Obviously we haven't met.

rcocean said...

American men don't wear speedos because they don't care what they look like. Real American men are out "Doing things", not prancing around; imagining what Swim-suit makes them look good.

They also don't wear jewelry, cod pieces, big diamond rings, gold chains, make up, or wax their chests.

Imagine John Wayne wearing a Speedo!

rcocean said...

And real American Men don't read Slate.

Just sayin'

rcocean said...

Real American men wear only 3 things in the water:

- A wet suit
- A good swimsuit
- Shark Repellent

rhhardin said...

The feminine operation is concealing that nothing is concealed, rather than revealing.

A naked lady is more often ridiculous than sexy, just as an outdoor presence.

Tom said...

In college one of my best friends was an absolutely beautiful girl named Andrea. Andrea was hit on almost everywhere we went (once even by Charles Barkley). When we were on spring break, a European guy in a speedo hit on her big time. She scanned him up and down then only said, "nice balls". That ended that.

PWS said...

Funny that in the article the author uses the term "Speedo shame."

Not only linguistically linking up with fat-shame, but both about the body.

Chip Ahoy said...

I thought it was an Australian thing. They're big on sea rescues. This is such an important part of Australian life and they are so good at it that their competitions have acquired an international air.

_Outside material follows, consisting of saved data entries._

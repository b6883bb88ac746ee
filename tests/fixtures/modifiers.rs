//! Mutations applied to a copy of the base to produce a source file

use rand::rngs::StdRng;
use rand::{Rng, RngCore};

/// A content mutation
#[derive(Debug, Clone)]
pub enum Modifier {
    /// Leave the content untouched
    NoChange,
    /// Drop everything
    DeleteAll,
    /// Overwrite `count` random spots with up to `max_len` random bytes
    RandomOverwrite { count: usize, max_len: usize },
    /// Insert `count` random runs of up to `max_len` bytes
    RandomInsert { count: usize, max_len: usize },
    /// Delete `count` random runs of up to `max_len` bytes
    RandomDelete { count: usize, max_len: usize },
    /// Remove up to `max_len` bytes from the end
    TruncateEnd { max_len: usize },
    /// Remove up to `max_len` bytes from the start
    TruncateStart { max_len: usize },
    /// Append a second copy of the whole content
    ReplicateWhole,
    /// Apply each modifier in turn
    Composite(Vec<Modifier>),
}

impl Modifier {
    pub fn apply(&self, data: &mut Vec<u8>, rng: &mut StdRng) {
        match self {
            Modifier::NoChange => {}
            Modifier::DeleteAll => data.clear(),
            Modifier::RandomOverwrite { count, max_len } => {
                if data.is_empty() {
                    return;
                }
                for _ in 0..*count {
                    let at = rng.gen_range(0..data.len());
                    let len = rng.gen_range(1..=*max_len).min(data.len() - at);
                    rng.fill_bytes(&mut data[at..at + len]);
                }
            }
            Modifier::RandomInsert { count, max_len } => {
                let mut inserts: Vec<(usize, Vec<u8>)> = (0..*count)
                    .map(|_| {
                        let at = rng.gen_range(0..=data.len());
                        let mut bytes = vec![0u8; rng.gen_range(1..=*max_len)];
                        rng.fill_bytes(&mut bytes);
                        (at, bytes)
                    })
                    .collect();
                // Back to front so earlier offsets stay valid
                inserts.sort_by(|a, b| b.0.cmp(&a.0));
                for (at, bytes) in inserts {
                    data.splice(at..at, bytes);
                }
            }
            Modifier::RandomDelete { count, max_len } => {
                if data.is_empty() {
                    return;
                }
                for _ in 0..*count {
                    if data.is_empty() {
                        break;
                    }
                    let at = rng.gen_range(0..data.len());
                    let len = rng.gen_range(1..=*max_len).min(data.len() - at);
                    data.drain(at..at + len);
                }
            }
            Modifier::TruncateEnd { max_len } => {
                let cut = rng.gen_range(1..=*max_len);
                data.truncate(data.len().saturating_sub(cut));
            }
            Modifier::TruncateStart { max_len } => {
                let cut = rng.gen_range(1..=*max_len).min(data.len());
                data.drain(..cut);
            }
            Modifier::ReplicateWhole => {
                let copy = data.clone();
                data.extend_from_slice(&copy);
            }
            Modifier::Composite(modifiers) => {
                for modifier in modifiers {
                    modifier.apply(data, rng);
                }
            }
        }
    }
}

/// The mutation set used by the round-trip suite
pub fn all_modifiers() -> Vec<Modifier> {
    vec![
        Modifier::NoChange,
        Modifier::DeleteAll,
        Modifier::RandomOverwrite {
            count: 32,
            max_len: 4,
        },
        Modifier::RandomInsert {
            count: 32,
            max_len: 128,
        },
        Modifier::RandomDelete {
            count: 32,
            max_len: 128,
        },
        Modifier::TruncateEnd { max_len: 64 },
        Modifier::TruncateStart { max_len: 64 },
        Modifier::TruncateEnd { max_len: 10 * 1024 },
        Modifier::TruncateStart { max_len: 10 * 1024 },
        Modifier::ReplicateWhole,
        Modifier::Composite(vec![
            Modifier::RandomInsert {
                count: 32,
                max_len: 128,
            },
            Modifier::RandomDelete {
                count: 32,
                max_len: 128,
            },
            Modifier::RandomOverwrite {
                count: 32,
                max_len: 4,
            },
            Modifier::TruncateEnd { max_len: 64 },
            Modifier::TruncateStart { max_len: 64 },
        ]),
    ]
}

In competition a team will pull down their Speedos™ in the back, leaving the front sacked, so their wet bums give traction on the seats of their rescue boats and it is this competitive edge to this safety practice challenge that led to their nation's gay reputation. Or maybe it was just that one team that one time. [australia speedo rescue] images almost bears this out.

Tarzan said...

Ive often wished i had a pair of speedos UNDER the board shorts after a day at the beach. The chafing is a beeyatch!

How do the speedo hating beach bums deal? Its the one situation where the uncircumcized have the advantage on the rest of us, hands (?) down. The built in banana catcher doesnt help at all, from my experience, but maybe im buying the wrong shorts?

Please, gentlemen, Summer is upon us. I beseach you to share your wisdom.

tim in vermont said...

Maybe we prefer to get laid before we get judged, so at least we get laid once.

traditionalguy said...

Wearing speedos is too close to being in a Cattle Call where the heifers can appraise the bulls.

Some of us bulls like to sneak up on the heifers and surprise them. It is more of a challenge, and that way the women learn to respect our minds before we blow their minds.

paul a'barge said...

SCUBA diving, under a wet suit. Gotta be Speedo. For comfort.

paul a'barge said...

SCUBA diving, under a wet suit. Gotta be Speedo. For comfort.

Steve Koch said...

It feels great to swim without a suit.

Wearing a speedo seems weird to most American men, I don't think it ever occurred to me to wear a speedo. Most guys look better in shorts than a speedo. For the guys who had the body to wear a speedo, some of them just didn't want to show off.

Most men don't want to stand out because of their clothing, they want to fit in. Many men care more about being respected by other men than impressing women. Men put muuuch less effort into their appearance than women do.

Steve said...

Why does everyone care what someone wears? If it's a modesty issue, then many women's suits wouldn't pass. Other than that, let a guy wear what he wants to. I couldn't care less if he has a "speedo bod" or not! If he's comfortable, stop imposing your opinion and style on him. If it's that offensive, don't look.